The festival’s project director, Shawn Kent, said he was surprised – happily so – at the study results.

“It’s kind of overwhelming that we can create such an impact in a community,” he said. “It’s kind of humbling in a way that, wow, we’re an economic impact, and you really see it now.”

TomorrowWorld is contracted for 10 years at the farm in Chattahoochee Hills and has booked its sophomore production Sept. 26-28. Tickets are on sale now.

Kent said the theme of this year’s event – an all-important element for fans – will be announced at the end of summer. “The Key to Happiness” is the theme to this year’s TomorrowLand in Belgium, which takes place in July).

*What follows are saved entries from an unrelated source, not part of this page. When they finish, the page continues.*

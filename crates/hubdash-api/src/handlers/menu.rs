//! Site configuration and menu item administration

use axum::{
    extract::{Path, State},
    http::StatusCode,
    Json,
};
use serde_json::{json, Value};
use uuid::Uuid;

use hubdash_core::domain::{MenuItem, MenuItemPatch, NewMenuItem, SiteConfig, SiteSettingsPatch};

use crate::error::ApiError;
use crate::extract::AdminUser;
use crate::state::AppState;

/// `GET /api/config` - site settings plus the enabled menu entries.
pub async fn get_config(State(state): State<AppState>) -> Result<Json<SiteConfig>, ApiError> {
    let menu = state.menu.menu_config().await?;
    Ok(Json(SiteConfig {
        settings: state.settings.current().await,
        menu_items: menu.menu_items,
    }))
}

/// `POST /api/config` - merge and persist site settings.
pub async fn save_config(
    State(state): State<AppState>,
    _admin: AdminUser,
    Json(patch): Json<SiteSettingsPatch>,
) -> Result<Json<Value>, ApiError> {
    let settings = state.settings.update(patch).await?;
    Ok(Json(json!({
        "success": true,
        "message": "Configuration saved",
        "settings": settings,
    })))
}

pub async fn list_menu_items(
    State(state): State<AppState>,
    _admin: AdminUser,
) -> Result<Json<Vec<MenuItem>>, ApiError> {
    Ok(Json(state.menu.list_all().await?))
}

pub async fn create_menu_item(
    State(state): State<AppState>,
    _admin: AdminUser,
    Json(payload): Json<NewMenuItem>,
) -> Result<(StatusCode, Json<MenuItem>), ApiError> {
    let item = state.menu.create(payload).await?;
    Ok((StatusCode::CREATED, Json(item)))
}

pub async fn update_menu_item(
    State(state): State<AppState>,
    _admin: AdminUser,
    Path(id): Path<Uuid>,
    Json(patch): Json<MenuItemPatch>,
) -> Result<Json<MenuItem>, ApiError> {
    Ok(Json(state.menu.update(&id, patch).await?))
}

pub async fn delete_menu_item(
    State(state): State<AppState>,
    _admin: AdminUser,
    Path(id): Path<Uuid>,
) -> Result<StatusCode, ApiError> {
    state.menu.delete(&id).await?;
    Ok(StatusCode::NO_CONTENT)
}
use thiserror::Error;

#[derive(Error, Debug)]
pub enum ClientError {
    #[error("HTTP request failed: {0}")]
    Http(#[from] reqwest::Error),

    #[error("status {status}: {message}")]
    Status { status: u16, message: String },

    #[error("request timed out")]
    Timeout,

    #[error("invalid response: {0}")]
    Decode(String),

    #[error("template error: {0}")]
    Template(String),
}
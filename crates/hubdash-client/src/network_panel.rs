//! Network-test panel
//!
//! Collects a target domain and a test kind, posts them to
//! `/api/network-test`, and keeps the last result for display.

use async_trait::async_trait;
use std::time::Duration;
use tracing::{info, warn};

use hubdash_core::domain::{NetworkTestRequest, TestKind, KNOWN_DOMAINS};
use hubdash_shared::constants::NETWORK_TEST_CLIENT_TIMEOUT_SECS;

use crate::error::ClientError;
use crate::render::Renderer;

#[cfg_attr(test, mockall::automock)]
#[async_trait]
pub trait NetworkTestTransport: Send + Sync {
    async fn run_test(&self, request: &NetworkTestRequest) -> Result<String, ClientError>;
}

#[derive(Debug, Clone, PartialEq, Eq, Default)]
pub enum DomainChoice {
    #[default]
    Unselected,
    Preset(String),
    Custom(String),
}

#[derive(Debug, Clone, PartialEq, Eq)]
pub enum PanelResult {
    Idle,
    Running,
    Output(String),
    TimedOut,
    Failed(String),
}

#[derive(Debug, Clone, PartialEq, Eq)]
pub enum RunOutcome {
    /// Input was incomplete; carries the alert shown to the user. No request was sent.
    Rejected(String),
    Completed(PanelResult),
}

pub struct NetworkTestPanel<T> {
    transport: T,
    domain: DomainChoice,
    kind: Option<TestKind>,
    timeout: Duration,
    result: PanelResult,
}

impl<T: NetworkTestTransport> NetworkTestPanel<T> {
    pub fn new(transport: T) -> Self {
        Self {
            transport,
            domain: DomainChoice::Unselected,
            kind: Some(TestKind::Ping),
            timeout: Duration::from_secs(NETWORK_TEST_CLIENT_TIMEOUT_SECS),
            result: PanelResult::Idle,
        }
    }

    pub fn with_timeout(mut self, timeout: Duration) -> Self {
        self.timeout = timeout;
        self
    }

    pub fn presets() -> &'static [&'static str] {
        KNOWN_DOMAINS
    }

    pub fn select_domain(&mut self, choice: DomainChoice) {
        self.domain = choice;
    }

    pub fn select_kind(&mut self, kind: Option<TestKind>) {
        self.kind = kind;
    }

    pub fn result(&self) -> &PanelResult {
        &self.result
    }

    pub fn clear(&mut self) {
        self.result = PanelResult::Idle;
    }

    fn target(&self) -> Result<String, String> {
        match &self.domain {
            DomainChoice::Custom(domain) if domain.trim().is_empty() => {
                Err("Enter a custom domain to test.".to_string())
            }
            DomainChoice::Custom(domain) => Ok(domain.trim().to_string()),
            DomainChoice::Preset(domain) if !domain.is_empty() => Ok(domain.clone()),
            DomainChoice::Preset(_) | DomainChoice::Unselected => {
                Err("Select a target domain to test.".to_string())
            }
        }
    }

    /// Run one test. A response arriving after the timeout is discarded.
    pub async fn run(&mut self) -> RunOutcome {
        let domain = match self.target() {
            Ok(domain) => domain,
            Err(alert) => {
                warn!("Network test not started: {}", alert);
                return RunOutcome::Rejected(alert);
            }
        };
        let Some(kind) = self.kind else {
            return RunOutcome::Rejected("Select a test type.".to_string());
        };

        info!("Starting {} test against {}", kind, domain);
        self.result = PanelResult::Running;
        let request = NetworkTestRequest { domain, kind };

        let result = match tokio::time::timeout(self.timeout, self.transport.run_test(&request)).await {
            Err(_) | Ok(Err(ClientError::Timeout)) => PanelResult::TimedOut,
            Ok(Ok(output)) => PanelResult::Output(output),
            Ok(Err(ClientError::Status { status, message })) => {
                PanelResult::Failed(format!("Test failed (status {status}): {message}"))
            }
            Ok(Err(e)) => PanelResult::Failed(format!("Test failed: {e}")),
        };

        self.result = result.clone();
        RunOutcome::Completed(result)
    }

    pub fn render_html(&self, renderer: &Renderer) -> Result<String, ClientError> {
        renderer.panel_result(&self.result, self.timeout)
    }
}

Some findings from the U.S. economic impact study:

  • 120,000 people attended over three days (a little short of projections of 50,000 per day, or 150,000 for the event). An additional 20,000 fans who arrived the Thursday before the official Friday kickoff to get situated on the camp site at the farm were also tallied.
  • TomorrowWorld employed the equivalent of 749 annual full time jobs.
  • An estimated $4.3 million in tax revenue went to the state and local governments as a result of event-related spending.
  • About 22.5 percent of TomorrowWorld attendees spent several additional days in the Atlanta area. Their spending added $28.7 million into the local economy across areas such as lodging, restaurants and sightseeing.
  • TomorrowWorld surveyed 1,829 attendees two weeks after the festival and received a score of 9.2 out of 10 for overall enjoyment.